» **About this exercise**: In the records below, find the line containing "returned from the" and the line containing "let mut stdout = io::stdout();"; please repeat exactly the lines from one to the other, both included, and nothing more.

== Data supplied ==

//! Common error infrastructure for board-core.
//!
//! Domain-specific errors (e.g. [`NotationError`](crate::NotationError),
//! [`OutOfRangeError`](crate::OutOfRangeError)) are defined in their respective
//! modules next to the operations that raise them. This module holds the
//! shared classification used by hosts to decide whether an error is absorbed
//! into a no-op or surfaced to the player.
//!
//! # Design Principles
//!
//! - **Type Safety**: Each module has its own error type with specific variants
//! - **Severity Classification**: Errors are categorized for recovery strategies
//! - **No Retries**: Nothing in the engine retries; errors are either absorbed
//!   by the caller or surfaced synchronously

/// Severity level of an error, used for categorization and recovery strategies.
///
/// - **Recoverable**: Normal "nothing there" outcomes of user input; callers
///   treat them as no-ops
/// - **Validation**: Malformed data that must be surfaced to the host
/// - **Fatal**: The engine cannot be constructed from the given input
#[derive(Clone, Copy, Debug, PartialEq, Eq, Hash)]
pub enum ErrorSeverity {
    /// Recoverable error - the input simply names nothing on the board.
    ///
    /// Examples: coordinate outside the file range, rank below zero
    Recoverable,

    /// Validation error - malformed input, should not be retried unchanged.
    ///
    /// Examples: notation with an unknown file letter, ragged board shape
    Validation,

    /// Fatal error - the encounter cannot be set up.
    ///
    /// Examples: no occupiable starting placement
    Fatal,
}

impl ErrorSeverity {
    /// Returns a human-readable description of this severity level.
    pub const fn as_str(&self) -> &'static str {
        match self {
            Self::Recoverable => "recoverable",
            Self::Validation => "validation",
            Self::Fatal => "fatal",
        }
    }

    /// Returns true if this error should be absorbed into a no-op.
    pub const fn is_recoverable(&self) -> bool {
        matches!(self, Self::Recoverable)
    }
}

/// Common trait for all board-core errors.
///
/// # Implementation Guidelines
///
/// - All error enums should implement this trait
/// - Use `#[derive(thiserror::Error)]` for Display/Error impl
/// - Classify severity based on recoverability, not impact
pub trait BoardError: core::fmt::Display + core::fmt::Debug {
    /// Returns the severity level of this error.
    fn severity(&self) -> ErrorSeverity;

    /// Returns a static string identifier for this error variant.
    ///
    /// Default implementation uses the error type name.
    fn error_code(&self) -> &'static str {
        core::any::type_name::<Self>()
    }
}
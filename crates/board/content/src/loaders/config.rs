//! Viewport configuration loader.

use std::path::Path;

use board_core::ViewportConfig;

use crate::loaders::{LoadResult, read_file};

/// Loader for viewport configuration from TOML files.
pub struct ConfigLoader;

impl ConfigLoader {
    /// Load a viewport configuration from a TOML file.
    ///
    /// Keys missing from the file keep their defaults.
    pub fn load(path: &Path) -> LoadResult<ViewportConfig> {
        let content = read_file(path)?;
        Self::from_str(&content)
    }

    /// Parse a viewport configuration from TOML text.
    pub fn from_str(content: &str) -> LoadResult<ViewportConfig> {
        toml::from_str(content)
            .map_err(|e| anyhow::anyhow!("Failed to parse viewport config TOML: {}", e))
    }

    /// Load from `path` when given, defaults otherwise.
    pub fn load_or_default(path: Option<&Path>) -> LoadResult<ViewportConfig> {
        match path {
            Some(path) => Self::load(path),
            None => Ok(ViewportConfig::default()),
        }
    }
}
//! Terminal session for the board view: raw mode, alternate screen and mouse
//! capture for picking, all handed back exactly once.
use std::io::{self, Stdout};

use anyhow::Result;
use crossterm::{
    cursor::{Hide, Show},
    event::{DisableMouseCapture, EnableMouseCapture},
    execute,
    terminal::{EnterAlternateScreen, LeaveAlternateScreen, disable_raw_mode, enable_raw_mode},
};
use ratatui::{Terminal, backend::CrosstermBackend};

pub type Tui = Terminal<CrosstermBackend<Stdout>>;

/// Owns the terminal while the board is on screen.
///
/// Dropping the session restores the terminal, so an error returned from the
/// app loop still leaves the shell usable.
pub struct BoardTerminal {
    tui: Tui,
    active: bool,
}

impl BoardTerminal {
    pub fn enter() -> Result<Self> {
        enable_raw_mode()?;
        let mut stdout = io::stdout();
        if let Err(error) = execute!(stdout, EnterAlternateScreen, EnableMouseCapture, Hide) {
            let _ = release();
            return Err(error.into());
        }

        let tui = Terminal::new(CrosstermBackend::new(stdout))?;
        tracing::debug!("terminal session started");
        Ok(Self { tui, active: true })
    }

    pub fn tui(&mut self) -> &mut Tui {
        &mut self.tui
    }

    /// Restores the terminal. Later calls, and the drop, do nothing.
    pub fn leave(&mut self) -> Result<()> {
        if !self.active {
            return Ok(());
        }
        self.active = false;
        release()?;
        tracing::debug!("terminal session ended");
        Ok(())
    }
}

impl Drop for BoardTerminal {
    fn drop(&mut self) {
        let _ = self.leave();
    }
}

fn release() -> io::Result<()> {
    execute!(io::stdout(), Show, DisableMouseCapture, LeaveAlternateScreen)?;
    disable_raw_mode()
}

===

» **Response to this task**:
/// Dropping the session restores the terminal, so an error returned from the
/// app loop still leaves the shell usable.
pub struct BoardTerminal {
    tui: Tui,
    active: bool,
}

impl BoardTerminal {
    pub fn enter() -> Result<Self> {
        enable_raw_mode()?;
        let mut stdout = io::stdout();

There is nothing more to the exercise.